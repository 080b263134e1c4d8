//! Error types for the gateway.

use tokio_tungstenite::tungstenite;

use cloudbot_protocol::ProtocolError;

/// An account configuration that cannot be used to connect.
///
/// Configuration errors are fatal for the start attempt: no connection is
/// opened and no reconnection is scheduled.
#[derive(Debug, Clone, PartialEq, Eq, thiserror::Error)]
pub enum ConfigError {
    #[error("apiKey is not configured")]
    MissingApiKey,

    #[error("apiEndpoint is not configured")]
    MissingEndpoint,
}

/// Errors from gateway operations.
#[derive(Debug, thiserror::Error)]
pub enum GatewayError {
    #[error("configuration error: {0}")]
    Config(#[from] ConfigError),

    #[error("WebSocket error: {0}")]
    Ws(#[from] tungstenite::Error),

    #[error("protocol error: {0}")]
    Protocol(#[from] ProtocolError),

    #[error("connection timed out")]
    ConnectTimeout,

    #[error("socket not connected")]
    NotConnected,

    #[error("unknown account: {0}")]
    UnknownAccount(String),

    #[error("missing target user id")]
    MissingTarget,
}

#[cfg(test)]
mod tests {
    use super::*;

    #[test]
    fn error_display() {
        assert_eq!(
            GatewayError::NotConnected.to_string(),
            "socket not connected"
        );
        assert_eq!(
            GatewayError::from(ConfigError::MissingApiKey).to_string(),
            "configuration error: apiKey is not configured"
        );
        assert_eq!(
            GatewayError::UnknownAccount("a1".into()).to_string(),
            "unknown account: a1"
        );
    }
}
◇ ◇ ◇ ◇
(Exercise directions): Every entry in the data should be returned exactly.

(Output):
repository 080b263134e1c4d8
//! Error types for the gateway.

use tokio_tungstenite::tungstenite;

use cloudbot_protocol::ProtocolError;

/// An account configuration that cannot be used to connect.
///
/// Configuration errors are fatal for the start attempt: no connection is
/// opened and no reconnection is scheduled.
#[derive(Debug, Clone, PartialEq, Eq, thiserror::Error)]
pub enum ConfigError {
    #[error("apiKey is not configured")]
    MissingApiKey,

    #[error("apiEndpoint is not configured")]
    MissingEndpoint,
}

/// Errors from gateway operations.
#[derive(Debug, thiserror::Error)]
pub enum GatewayError {
    #[error("configuration error: {0}")]
    Config(#[from] ConfigError),

    #[error("WebSocket error: {0}")]
    Ws(#[from] tungstenite::Error),

    #[error("protocol error: {0}")]
    Protocol(#[from] ProtocolError),

    #[error("connection timed out")]
    ConnectTimeout,

    #[error("socket not connected")]
    NotConnected,

    #[error("unknown account: {0}")]
    UnknownAccount(String),

    #[error("missing target user id")]
    MissingTarget,
}

#[cfg(test)]
mod tests {
    use super::*;

    #[test]
    fn error_display() {
        assert_eq!(
            GatewayError::NotConnected.to_string(),
            "socket not connected"
        );
        assert_eq!(
            GatewayError::from(ConfigError::MissingApiKey).to_string(),
            "configuration error: apiKey is not configured"
        );
        assert_eq!(
            GatewayError::UnknownAccount("a1".into()).to_string(),
            "unknown account: a1"
        );
    }
}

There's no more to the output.